Caring for patients with degenerative neuromuscular disease is tough enough on family members without their having to double as diagnosticians, troubleshooters, and tech support for home monitoring devices. But that’s the role families assume when homebound patients need ventilators, feeding tubes, blood oxygen sensors, and more: each device has its own monitor, but no one monitor “talks” to another or gives a complete picture of the patient’s health.
Kayode Ogunsiakan, a registered nurse and recent graduate of Georgetown University’s School of Continuing Studies (SCS), knows about this problem firsthand, having cared for a young man with Duchenne Muscular Dystrophy. For his capstone project in the Master of Professional Studies in Technology Management (TM) program, he envisioned a dashboard/user interface that would integrate all of this data, along with the patient’s medical record, and provide regular reports as well as alarms, when needed.
Kayode Ogunsiakan and John Steitz
In December, Ogunsiakan and John Steitz, another recent TM graduate who surveyed 100 in-home medical monitors, presented their findings to staff at the Medical Device “Plug-and-Play” (MD PnP) Interoperability Program at Massachusetts General Hospital, an affiliate of Harvard Medical School. The Boston-based program is primarily concerned with integrating medical monitoring devices in clinical environments, but it also looks at the burgeoning market of home medical devices.

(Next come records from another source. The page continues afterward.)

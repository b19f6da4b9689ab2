// Reverie Engine — Generation Progress
// Structured events emitted on every stage transition and every LLM call
// start/complete/retry/fail. `total_calls` is fixed when the run starts;
// calls skipped via checkpoint count as completed so the numbers converge
// on resumed runs.

use serde::Serialize;
use std::sync::atomic::{AtomicUsize, Ordering};
use std::sync::Arc;

#[derive(Debug, Clone, Copy, PartialEq, Eq, Serialize)]
#[serde(rename_all = "snake_case")]
pub enum GenerationPhase {
    Init,
    Preflight,
    PersonaObservation,
    MemoryExtract,
    PersonaSynthesis,
    MemorySynthesis,
    Manifest,
    Done,
}

#[derive(Debug, Clone, Serialize)]
pub struct ProgressEvent {
    pub phase: GenerationPhase,
    pub message: String,
    pub started_calls: usize,
    pub completed_calls: usize,
    pub failed_calls: usize,
    pub active_calls: usize,
    pub total_calls: usize,
}

pub type ProgressSink = Arc<dyn Fn(&ProgressEvent) + Send + Sync>;

/// Shared call counters plus the optional sink. Cheap to clone across
/// workers; all counters are atomics.
#[derive(Clone)]
pub struct ProgressReporter {
    started: Arc<AtomicUsize>,
    completed: Arc<AtomicUsize>,
    failed: Arc<AtomicUsize>,
    active: Arc<AtomicUsize>,
    total: usize,
    sink: Option<ProgressSink>,
}

impl ProgressReporter {
    pub fn new(total_calls: usize, sink: Option<ProgressSink>) -> Self {
        ProgressReporter {
            started: Arc::new(AtomicUsize::new(0)),
            completed: Arc::new(AtomicUsize::new(0)),
            failed: Arc::new(AtomicUsize::new(0)),
            active: Arc::new(AtomicUsize::new(0)),
            total: total_calls,
            sink,
        }
    }

    pub fn call_started(&self, phase: GenerationPhase, message: impl Into<String>) {
        self.started.fetch_add(1, Ordering::Relaxed);
        self.active.fetch_add(1, Ordering::Relaxed);
        self.emit(phase, message);
    }

    pub fn call_completed(&self, phase: GenerationPhase, message: impl Into<String>) {
        self.completed.fetch_add(1, Ordering::Relaxed);
        self.active.fetch_sub(1, Ordering::Relaxed);
        self.emit(phase, message);
    }

    pub fn call_failed(&self, phase: GenerationPhase, message: impl Into<String>) {
        self.failed.fetch_add(1, Ordering::Relaxed);
        self.active.fetch_sub(1, Ordering::Relaxed);
        self.emit(phase, message);
    }

    /// A call satisfied from the checkpoint: completed without starting.
    pub fn call_skipped(&self, phase: GenerationPhase, message: impl Into<String>) {
        self.completed.fetch_add(1, Ordering::Relaxed);
        self.emit(phase, message);
    }

    /// A call torn down by cancellation: neither completed nor failed.
    pub fn call_aborted(&self, phase: GenerationPhase, message: impl Into<String>) {
        self.active.fetch_sub(1, Ordering::Relaxed);
        self.emit(phase, message);
    }

    pub fn emit(&self, phase: GenerationPhase, message: impl Into<String>) {
        let Some(sink) = &self.sink else { return };
        sink(&ProgressEvent {
            phase,
            message: message.into(),
            started_calls: self.started.load(Ordering::Relaxed),
            completed_calls: self.completed.load(Ordering::Relaxed),
            failed_calls: self.failed.load(Ordering::Relaxed),
            active_calls: self.active.load(Ordering::Relaxed),
            total_calls: self.total,
        });
    }

    pub fn started_calls(&self) -> usize {
        self.started.load(Ordering::Relaxed)
    }

    pub fn completed_calls(&self) -> usize {
        self.completed.load(Ordering::Relaxed)
    }

    pub fn failed_calls(&self) -> usize {
        self.failed.load(Ordering::Relaxed)
    }

    pub fn total_calls(&self) -> usize {
        self.total
    }
}
// Reverie Engine — JSON Array Streamer
// Yields top-level objects from a JSON array read incrementally, without
// ever holding more than one chunk plus the current partial object in
// memory. A whole-file parse is infeasible on multi-gigabyte exports, and
// only *top-level* element boundaries matter here, so a custom scanner
// beats a full streaming JSON parser.

use crate::atoms::constants::STREAM_CHUNK_SIZE;
use crate::atoms::error::{EngineError, EngineResult};
use serde_json::Value;
use std::io::Read;

#[derive(Debug, Clone, Copy, PartialEq)]
enum ScanState {
    /// Before the opening `[` (optional BOM / whitespace allowed).
    PreArray,
    /// At array level, between elements (whitespace and commas skipped).
    BetweenElements,
    /// Inside a top-level object, tracking brace/bracket depth.
    InElement,
}

/// Incremental scanner over a byte stream encoding a UTF-8 JSON array of
/// objects. Implements `Iterator`, yielding each parsed top-level object.
///
/// The scanner maintains one buffer and a cursor. When depth returns to
/// zero inside an element, the slice `[token_start, cursor]` is handed to
/// serde and yielded; consumed bytes are then drained so memory stays
/// bounded by the chunk size plus the largest single object.
pub struct JsonArrayStream<R: Read> {
    reader: R,
    chunk_size: usize,
    buf: Vec<u8>,
    pos: usize,
    token_start: usize,
    state: ScanState,
    depth: u32,
    in_string: bool,
    escaped: bool,
    eof: bool,
    finished: bool,
}

impl<R: Read> JsonArrayStream<R> {
    pub fn new(reader: R) -> Self {
        Self::with_chunk_size(reader, STREAM_CHUNK_SIZE)
    }

    /// Chunk size must not affect yielded objects; tests run with tiny
    /// chunks to prove it.
    pub fn with_chunk_size(reader: R, chunk_size: usize) -> Self {
        JsonArrayStream {
            reader,
            chunk_size: chunk_size.max(1),
            buf: Vec::new(),
            pos: 0,
            token_start: 0,
            state: ScanState::PreArray,
            depth: 0,
            in_string: false,
            escaped: false,
            eof: false,
            finished: false,
        }
    }

    /// Read one more chunk into the buffer, reclaiming consumed bytes first.
    /// Returns false at end of input.
    fn fill(&mut self) -> EngineResult<bool> {
        if self.eof {
            return Ok(false);
        }
        // Reclaim: when capturing an object keep the bytes from token_start,
        // otherwise drop everything before the cursor.
        let keep_from = if self.state == ScanState::InElement {
            self.token_start
        } else {
            self.pos
        };
        if keep_from > 0 {
            self.buf.drain(..keep_from);
            self.pos -= keep_from;
            self.token_start = self.token_start.saturating_sub(keep_from);
        }

        let mut chunk = vec![0u8; self.chunk_size];
        let n = self.reader.read(&mut chunk)?;
        if n == 0 {
            self.eof = true;
            return Ok(false);
        }
        chunk.truncate(n);
        self.buf.extend_from_slice(&chunk);
        Ok(true)
    }

    fn next_object(&mut self) -> EngineResult<Option<Value>> {
        loop {
            if self.pos >= self.buf.len() {
                if !self.fill()? {
                    return match self.state {
                        ScanState::PreArray => {
                            Err(EngineError::MalformedInput("input is not a JSON array".into()))
                        }
                        ScanState::BetweenElements => Err(EngineError::MalformedInput(
                            "unterminated JSON array (missing ])".into(),
                        )),
                        ScanState::InElement => Err(EngineError::MalformedInput(
                            "stream ended inside a top-level object".into(),
                        )),
                    };
                }
                continue;
            }

            let b = self.buf[self.pos];
            match self.state {
                ScanState::PreArray => {
                    // Skip UTF-8 BOM bytes; they only occur before the array.
                    if matches!(b, 0xEF | 0xBB | 0xBF) {
                        self.pos += 1;
                        continue;
                    }
                    if b.is_ascii_whitespace() {
                        self.pos += 1;
                    } else if b == b'[' {
                        self.pos += 1;
                        self.state = ScanState::BetweenElements;
                    } else {
                        return Err(EngineError::MalformedInput(
                            "input is not a JSON array".into(),
                        ));
                    }
                }
                ScanState::BetweenElements => {
                    if b.is_ascii_whitespace() || b == b',' {
                        self.pos += 1;
                    } else if b == b']' {
                        self.pos += 1;
                        self.finished = true;
                        return Ok(None);
                    } else if b == b'{' {
                        self.state = ScanState::InElement;
                        self.token_start = self.pos;
                        self.depth = 1;
                        self.in_string = false;
                        self.escaped = false;
                        self.pos += 1;
                    } else {
                        return Err(EngineError::MalformedInput(
                            "top-level array element is not an object".into(),
                        ));
                    }
                }
                ScanState::InElement => {
                    if self.in_string {
                        if self.escaped {
                            self.escaped = false;
                        } else if b == b'\\' {
                            self.escaped = true;
                        } else if b == b'"' {
                            self.in_string = false;
                        }
                        self.pos += 1;
                    } else {
                        match b {
                            b'"' => {
                                self.in_string = true;
                                self.pos += 1;
                            }
                            b'{' | b'[' => {
                                self.depth += 1;
                                self.pos += 1;
                            }
                            b'}' | b']' => {
                                self.depth -= 1;
                                self.pos += 1;
                                if self.depth == 0 {
                                    let token = &self.buf[self.token_start..self.pos];
                                    let value: Value = serde_json::from_slice(token).map_err(
                                        |e| {
                                            EngineError::MalformedInput(format!(
                                                "invalid object in array: {e}"
                                            ))
                                        },
                                    )?;
                                    self.state = ScanState::BetweenElements;
                                    // Reclaim consumed bytes eagerly.
                                    self.buf.drain(..self.pos);
                                    self.pos = 0;
                                    self.token_start = 0;
                                    return Ok(Some(value));
                                }
                            }
                            _ => {
                                self.pos += 1;
                            }
                        }
                    }
                }
            }
        }
    }
}

impl<R: Read> Iterator for JsonArrayStream<R> {
    type Item = EngineResult<Value>;

    fn next(&mut self) -> Option<Self::Item> {
        if self.finished {
            return None;
        }
        match self.next_object() {
            Ok(Some(v)) => Some(Ok(v)),
            Ok(None) => None,
            Err(e) => {
                self.finished = true;
                Some(Err(e))
            }
        }
    }
}

#[cfg(test)]
mod tests {
    use super::*;
    use std::io::Cursor;

    fn collect(input: &str, chunk: usize) -> EngineResult<Vec<Value>> {
        JsonArrayStream::with_chunk_size(Cursor::new(input.as_bytes().to_vec()), chunk).collect()
    }

    #[test]
    fn yields_all_objects_regardless_of_chunk_size() {
        let input = r#"[{"a":1},{"b":"x,]}"},{"c":{"nested":[1,2,3]}}]"#;
        for chunk in [1, 2, 7, 64, 4096] {
            let objs = collect(input, chunk).unwrap();
            assert_eq!(objs.len(), 3, "chunk={chunk}");
            assert_eq!(objs[0]["a"], 1);
            assert_eq!(objs[1]["b"], "x,]}");
            assert_eq!(objs[2]["c"]["nested"][2], 3);
        }
    }

    #[test]
    fn memory_stays_bounded_over_many_objects() {
        let mut input = String::from("[");
        for i in 0..10_000 {
            if i > 0 {
                input.push(',');
            }
            input.push_str(&format!(r#"{{"id":{i},"text":"message {i}"}}"#));
        }
        input.push(']');

        let mut stream =
            JsonArrayStream::with_chunk_size(Cursor::new(input.into_bytes()), 512);
        let mut count = 0usize;
        let mut peak = 0usize;
        while let Some(obj) = stream.next() {
            assert!(obj.unwrap().is_object());
            count += 1;
            peak = peak.max(stream.buf.len());
        }
        assert_eq!(count, 10_000);
        // Buffer never grows past one chunk plus the largest single object.
        assert!(peak < 512 + 128, "peak buffer was {peak}");
    }

    #[test]
    fn escaped_quotes_and_braces_inside_strings() {
        let objs = collect(r#"[{"s":"a \" b } ] {"}]"#, 3).unwrap();
        assert_eq!(objs.len(), 1);
        assert_eq!(objs[0]["s"], "a \" b } ] {");
    }

    #[test]
    fn handles_whitespace_and_bom() {
        for chunk in [1, 4, 64] {
            let mut bytes = vec![0xEF, 0xBB, 0xBF];
            bytes.extend_from_slice(b" \n [ {\"a\":1} , {\"b\":2} ] ");
            let stream = JsonArrayStream::with_chunk_size(Cursor::new(bytes), chunk);
            let objs: EngineResult<Vec<Value>> = stream.collect();
            assert_eq!(objs.unwrap().len(), 2);
        }
    }

    #[test]
    fn empty_array_yields_nothing() {
        assert!(collect("[]", 8).unwrap().is_empty());
        assert!(collect("  [\n]\n", 1).unwrap().is_empty());
    }

    #[test]
    fn rejects_non_array_input() {
        assert!(matches!(
            collect(r#"{"a":1}"#, 16).unwrap_err(),
            EngineError::MalformedInput(_)
        ));
    }

    #[test]
    fn rejects_non_object_elements() {
        assert!(matches!(
            collect(r#"[1,2,3]"#, 16).unwrap_err(),
            EngineError::MalformedInput(_)
        ));
    }

    #[test]
    fn rejects_unterminated_object() {
        assert!(matches!(
            collect(r#"[{"a":1"#, 4).unwrap_err(),
            EngineError::MalformedInput(_)
        ));
    }

    #[test]
    fn rejects_missing_closing_bracket() {
        assert!(matches!(
            collect(r#"[{"a":1}"#, 4).unwrap_err(),
            EngineError::MalformedInput(_)
        ));
    }
}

Medical monitoring devices have “gotten cheaper, smaller, more available,” said Jean Stanford, a specialist in the area who teaches in the TM program and served as Steitz’s and Ogunsiakan’s advisor. “We’re trying to see how they can be used to manage health care.”
Problems with the devices can occur in three areas, Ogunsiakan said: the device’s design, the use environment (for example, home versus hospital recovery room), and human factors. With an increasing number of patients being cared for in their homes, managing these problems often becomes the responsibility of family members or other ill-equipped caregivers.
“It’s very difficult to manage the ventilator by itself, not to talk of multiple devices,” said Ogunsiakan. “So what I proposed was a way to integrate all the devices.”
A native of Nigeria, Ogunsiakan now works in an urgent care facility for Kaiser Permanente and at a rehabilitation unit at Sibley Memorial Hospital. He says he’s interested in continuing his work on medical monitoring devices. “I’m glad I came to Georgetown,” he added. “It’s been a wonderful experience.”
Steitz has another Georgetown connection: He is the assistant director for Classroom Educational Technology Services. In describing his research, he wrote that home monitoring devices would have fewer false alarms and provide better diagnostic data if the sensors communicated directly with a home Integrated Clinical Environment (ICE) Platform. The ICE, he wrote, “would apply algorithms to the raw data from the sensors, and would issue alarms to the user, to the clinical environment, or to emergency responders, if multiple devices reported readings outside given parameters.”
It’s doable, Stanford said. “The next step would be for someone to actually go build it.”
Or, as Ogunsiakan put it: “The technology’s already there—you just have to apply it.”